A very familiar face to the Detroit Lakes gymnastics team will be taking over head coaching duties next season pending school board approval.
Longtime assistant coach Leesa Lindgaard accepted the position and officially signed a contract Monday to replace Steve Zamzo.
Lindgaard took last season off after nine years coaching with the program helping lead the Lakers to six years of section dominance and five consecutive state championships.
“I needed some extra time to hang out with my family and that was perfect; we had a wonderful season,” she said.
Lindgaard and her husband Joe have been married eight years and opened CrossFit Detroit Lakes the same year as their nuptials. They had plenty to keep them busy without gymnastics with the business and raising four children.
“It’s been like this for nine years,” she said. “Other people probably think we’re crazy because we have so much going on. We’re busy people and we like to stay busy and active. It just kind of fits.”
Joe has also played a pivotal role as an assistant with the gymnastics program over the decade of success.
“Joe and all my girls are so excited,” Leesa said. “They missed the season and missed the gymnastics girls. They’re already talking about how they’re Lakers and they’re going to be on the gymnastics team.”
The timing of Zamzo’s decision to give up the head coaching job fit right into the Lindgaard family dynamic.
“Zamzo gave me a heads-up that he was thinking of stepping down,” said Lindgaard. “I knew that I wanted that position and knew that I missed the girls. It was perfect timing.”
The year off was definitely a change for the Lindgaard family.
“It was bittersweet,” she said. “It was nice to have just my family time, but it was also sad missing the girls and not getting to hang out with them all the time. I wanted to be there every single day but I knew I took the season off for a reason. I needed to keep that in mind and limit my time in the gym.”
Lindgaard made a few cameos during the season covering for Zamzo while he was away for wrestling parent’s night during a schedule conflict between the two teams.
However, her absence was palpable after being such a key component to postseason success.
Detroit Lakes missed the state tournament for the first time since 2013 in a season where there was more missing than just the Lindgaards.
Injuries played a big role on this season’s team from Ellie Hultin out for the year with a knee injury, mid-season injuries to Jerzie Horner and Gabby Whitworth, all the way to missing Kennedy Hegg for multiple seasons after she was part of the early state teams.
With all the success of graduating senior Jackson Hegg, the thought of Detroit Lakes with both Hegg sisters at full power for five years is astonishing and will remain one of the great unknowns in program history.
Leesa has a lengthy history with all the gymnasts. As a Minnesota Flyers Gymnastics coach also, she has built lifelong relationships with her gymnasts, especially compared to most varsity coaches. She’s been a part of the team’s training from the beginning.
“A lot of those girls, I’ve seen them since they were five,” she said. “It’s always hard to step away because you miss those girls; you spent so many years and hours with them.”

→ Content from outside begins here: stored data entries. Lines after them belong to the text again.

//! # `plugconf`
//!
//! `plugconf` edits the configuration of marketplace plugins against the
//! schema each plugin version ships. Fields belong to either the enterprise
//! scope or the personal scope, and each scope is validated and saved on its
//! own.
//!
//! ## Usage
//!
//! ```sh
//! plugconf inspect --schema config-schema.json
//! plugconf resolve --schema config-schema.json --plugin analytics --version-id 3
//! plugconf validate --schema config-schema.json --scope enterprise --set endpoint=https://a.example.com
//! plugconf save --schema config-schema.json --plugin analytics --version-id 3 --scope personal --set theme=dark
//! ```
//!
//! Backend settings are read from `./plugconf.yaml` (or `--config PATH`).

use clap::Parser as _;
use plugconf::cli::Args;
use plugconf::error::PlugconfError;
use tracing::error;
use tracing_subscriber::{EnvFilter, fmt};

fn main() {
    let args = Args::parse();

    let log_level = if args.verbose { "debug" } else { "info" };
    let filter = EnvFilter::try_from_default_env().unwrap_or_else(|_| EnvFilter::new(log_level));

    fmt()
        .with_target(false)
        .with_writer(std::io::stderr)
        .with_env_filter(filter)
        .init();

    match plugconf::run(&args) {
        Ok(()) => std::process::exit(0),
        Err(err) => {
            error!("{err:#}");
            std::process::exit(
                err.downcast_ref::<PlugconfError>()
                    .map_or(1, PlugconfError::exit_code),
            );
        }
    }
}
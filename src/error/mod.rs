//! Error handling module
//!
//! Defines custom error types with appropriate exit codes

pub mod types;

pub use types::*;
//! Parameter keys
//!
//! Keys live in one flat, case-sensitive namespace. Because the directory
//! backend stores each key as a file name, only ASCII alphanumerics, `_` and
//! `-` are accepted.

use crate::error::{ParamsError, ParamsResult};
use std::borrow::Cow;
use std::fmt;

/// Longest accepted key, in bytes
pub const MAX_KEY_LEN: usize = 128;

/// Check whether `key` is a well-formed parameter name
pub fn is_valid_key(key: &str) -> bool {
    !key.is_empty()
        && key.len() <= MAX_KEY_LEN
        && key
            .bytes()
            .all(|b| b.is_ascii_alphanumeric() || b == b'_' || b == b'-')
}

/// Validate a key, returning `InvalidKey` when malformed
pub fn validate_key(key: &str) -> ParamsResult<()> {
    if is_valid_key(key) {
        Ok(())
    } else {
        Err(ParamsError::InvalidKey(key.to_string()))
    }
}

/// A parameter name.
#[derive(Debug, Clone, PartialEq, Eq, Hash, PartialOrd, Ord)]
pub struct ParamKey(Cow<'static, str>);

impl ParamKey {
    /// Wrap a compile-time key name. Validity is checked on first write.
    pub const fn from_static(name: &'static str) -> Self {
        Self(Cow::Borrowed(name))
    }

    /// Parse a runtime key name
    pub fn parse(name: impl Into<String>) -> ParamsResult<Self> {
        let name = name.into();
        validate_key(&name)?;
        Ok(Self(Cow::Owned(name)))
    }

    /// Key name as a string slice
    pub fn as_str(&self) -> &str {
        &self.0
    }
}

impl AsRef<str> for ParamKey {
    fn as_ref(&self) -> &str {
        &self.0
    }
}

impl fmt::Display for ParamKey {
    fn fmt(&self, f: &mut fmt::Formatter<'_>) -> fmt::Result {
        f.write_str(&self.0)
    }
}

impl From<&'static str> for ParamKey {
    fn from(name: &'static str) -> Self {
        Self::from_static(name)
    }
}

#[cfg(test)]
mod tests {
    use super::*;

    #[test]
    fn test_valid_keys() {
        assert!(is_valid_key("DongleId"));
        assert!(is_valid_key("Is_RHD-2"));
        assert!(!is_valid_key(""));
        assert!(!is_valid_key("../etc/passwd"));
        assert!(!is_valid_key("has space"));
        assert!(!is_valid_key(&"x".repeat(MAX_KEY_LEN + 1)));
    }

    #[test]
    fn test_parse_rejects_bad_names() {
        assert!(ParamKey::parse("GitCommit").is_ok());
        assert!(matches!(
            ParamKey::parse("a/b"),
            Err(ParamsError::InvalidKey(k)) if k == "a/b"
        ));
    }

    #[test]
    fn test_keys_are_case_sensitive() {
        let a = ParamKey::from_static("IsMetric");
        let b = ParamKey::parse("ismetric").unwrap();
        assert_ne!(a, b);
        assert_eq!(a.to_string(), "IsMetric");
    }
}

Zamzo was always quick to credit Leesa as being the cornerstone of Laker success, having the technical knowledge to push the girls to state record scoring levels.
“Zamzo did a great job and didn’t give himself all the credit he deserved,” she said. “He was great at keeping the team together. Yes, I knew the gymnastics background and I was good at putting that stuff together, but he has to give himself credit too. He was the good guy when I was the bad guy.”
Lindgaard is no-nonsense when it comes to her coaching style. Her pre-meet speeches at section and state meets can be felt by seeing the intensity on the faces of the gymnasts listening to her.
Her return will be met with hope and some relief seeing a face in the gym that has been the embodiment of what has made the team so good for so long.
The timing of that return is up in the air like so many things.
“These times are so goofy because of what’s going on in the world right now,” Lindgaard said. “We don’t know if they’re going to get their training in the offseason, which we hope they do.”
Confidence in her team remains very high as the Lakers look to bounce back to the top of Section 8A.
“We have such a strong, good team that they will be just fine," she said. “I 100 percent believe in them and we’ll be back where we’ve always been.”
Perham advanced to state in a close three-team race this year defeating Melrose Area and the Lakers in the Dutchmen’s first year in the section. Those three teams are synonymous with Class A state championships.
Perham won eight straight state titles from 2004-11. Detroit Lakes held the crown from 2015-19. In between those two runs, Melrose Area had two titles in 2012 and 2014 with New Prague taking gold in 2013. New Prague has since moved to Class AA.
Competing in 8A is as big of a challenge as the state meet.
“In a sense it sucks being in that section because there are three of the best teams in the state, but it’s also fun because it makes you work hard and keeps us on our toes,” she said.
Lindgaard was a 2007 Detroit Lakes graduate and competed for the Lakers in gymnastics before missing her junior and senior season due to back surgery. She graduated from St. Cloud State University with an elementary education degree.